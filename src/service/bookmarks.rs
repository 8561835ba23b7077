use crate::error::AppError;
use crate::hal::{to_resource, BookmarkCollection, BookmarkResource, LinkBuilder, RootDocument};
use crate::model::{Account, NewBookmark};
use crate::store::{AccountStore, BookmarkStore};
use std::sync::Arc;

pub struct BookmarkService {
    accounts: Arc<dyn AccountStore>,
    bookmarks: Arc<dyn BookmarkStore>,
    links: LinkBuilder,
    strict_ownership: bool,
}

impl BookmarkService {
    pub fn new(accounts: Arc<dyn AccountStore>, bookmarks: Arc<dyn BookmarkStore>, links: LinkBuilder) -> Self {
        BookmarkService {
            accounts,
            bookmarks,
            links,
            strict_ownership: false,
        }
    }

    /// When set, `read` reports bookmarks owned by another account as not found.
    pub fn with_strict_ownership(mut self, strict: bool) -> Self {
        self.strict_ownership = strict;
        self
    }

    pub fn accounts(&self) -> &dyn AccountStore {
        self.accounts.as_ref()
    }

    /// One link per known account.
    pub async fn root(&self) -> Result<RootDocument, AppError> {
        let accounts = self.accounts.find_all().await?;
        Ok(RootDocument::new(&self.links, &accounts))
    }

    pub async fn list(&self, user_id: &str) -> Result<BookmarkCollection, AppError> {
        self.validate_user(user_id).await?;
        let resources = self
            .bookmarks
            .find_by_account_username(user_id)
            .await?
            .into_iter()
            .map(|b| to_resource(&self.links, b, user_id))
            .collect();
        Ok(BookmarkCollection::new(&self.links, user_id, resources))
    }

    /// Persist a bookmark for `user_id`. Returns the resource and its self href (the creation location).
    pub async fn create(&self, user_id: &str, input: NewBookmark) -> Result<(BookmarkResource, String), AppError> {
        let account = self.validate_user(user_id).await?;
        let saved = self.bookmarks.save(&account, input).await?;
        tracing::info!(user = %user_id, bookmark_id = saved.id, "bookmark created");
        let resource = to_resource(&self.links, saved, user_id);
        let location = resource
            .self_href()
            .map(str::to_string)
            .ok_or_else(|| AppError::Assembly(format!("no self link for bookmark {}", resource.bookmark.id)))?;
        Ok((resource, location))
    }

    pub async fn read(&self, user_id: &str, bookmark_id: i64) -> Result<BookmarkResource, AppError> {
        let account = self.validate_user(user_id).await?;
        let bookmark = self
            .bookmarks
            .find_by_id(bookmark_id)
            .await?
            .filter(|b| !self.strict_ownership || b.account_id == account.id)
            .ok_or_else(|| AppError::BookmarkNotFound(bookmark_id.to_string()))?;
        Ok(to_resource(&self.links, bookmark, user_id))
    }

    async fn validate_user(&self, user_id: &str) -> Result<Account, AppError> {
        self.accounts
            .find_by_username(user_id)
            .await?
            .ok_or_else(|| AppError::UserNotFound(user_id.to_string()))
    }
}

#[cfg(test)]
mod tests {
    use super::*;
    use crate::store::MemoryStore;

    /// alice owns bookmark 1 (http://x.test); bob owns nothing.
    async fn fixture() -> (Arc<MemoryStore>, BookmarkService) {
        let store = Arc::new(MemoryStore::new());
        let alice = store.create("alice", "pw").await.unwrap();
        store.create("bob", "pw").await.unwrap();
        store
            .save(
                &alice,
                NewBookmark {
                    uri: "http://x.test".into(),
                    description: "x".into(),
                },
            )
            .await
            .unwrap();
        let service = BookmarkService::new(store.clone(), store.clone(), LinkBuilder::default());
        (store, service)
    }

    #[tokio::test]
    async fn root_lists_every_account_once() {
        let (_, service) = fixture().await;
        let root = service.root().await.unwrap();
        let rels: Vec<(&str, &str)> = root.links.iter().map(|l| (l.rel.as_str(), l.href.as_str())).collect();
        assert_eq!(rels, vec![("alice", "/bookmarks/alice"), ("bob", "/bookmarks/bob")]);
    }

    #[tokio::test]
    async fn list_returns_only_the_users_bookmarks() {
        let (_, service) = fixture().await;
        let alice = service.list("alice").await.unwrap();
        assert_eq!(alice.bookmarks().len(), 1);
        assert_eq!(alice.bookmarks()[0].bookmark.uri, "http://x.test");
        assert!(service.list("bob").await.unwrap().bookmarks().is_empty());
    }

    #[tokio::test]
    async fn unknown_user_fails_every_user_scoped_operation() {
        let (store, service) = fixture().await;
        let input = NewBookmark {
            uri: "http://y.test".into(),
            description: "y".into(),
        };
        assert!(matches!(service.list("carol").await, Err(AppError::UserNotFound(u)) if u == "carol"));
        assert!(matches!(service.read("carol", 1).await, Err(AppError::UserNotFound(u)) if u == "carol"));
        assert!(matches!(service.create("carol", input).await, Err(AppError::UserNotFound(u)) if u == "carol"));
        assert_eq!(store.find_by_id(2).await.unwrap(), None);
    }

    #[tokio::test]
    async fn unknown_bookmark_is_reported_by_id() {
        let (_, service) = fixture().await;
        let err = service.read("alice", 99).await.unwrap_err();
        assert_eq!(err.to_string(), "could not find bookmark '99'.");
    }

    #[tokio::test]
    async fn created_location_resolves_to_the_new_bookmark() {
        let (_, service) = fixture().await;
        let input = NewBookmark {
            uri: "http://y.test".into(),
            description: "y".into(),
        };
        let (created, location) = service.create("alice", input).await.unwrap();
        assert_eq!(location, "/bookmarks/alice/2");
        let fetched = service.read("alice", created.bookmark.id).await.unwrap();
        assert_eq!(fetched, created);
        assert_eq!(service.list("alice").await.unwrap().bookmarks().len(), 2);
    }

    #[tokio::test]
    async fn read_ignores_ownership_unless_strict() {
        let (store, service) = fixture().await;
        let lenient = service.read("bob", 1).await.unwrap();
        assert_eq!(lenient.self_href(), Some("/bookmarks/bob/1"));

        let strict = BookmarkService::new(store.clone(), store, LinkBuilder::default()).with_strict_ownership(true);
        assert!(matches!(strict.read("bob", 1).await, Err(AppError::BookmarkNotFound(id)) if id == "1"));
        assert!(strict.read("alice", 1).await.is_ok());
    }
}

Exercise details>
Look over the entries above. Copy every line that contains the word "NewBookmark".

Response below>
use crate::model::{Account, NewBookmark};
    pub async fn create(&self, user_id: &str, input: NewBookmark) -> Result<(BookmarkResource, String), AppError> {
                NewBookmark {
        let input = NewBookmark {
        let input = NewBookmark {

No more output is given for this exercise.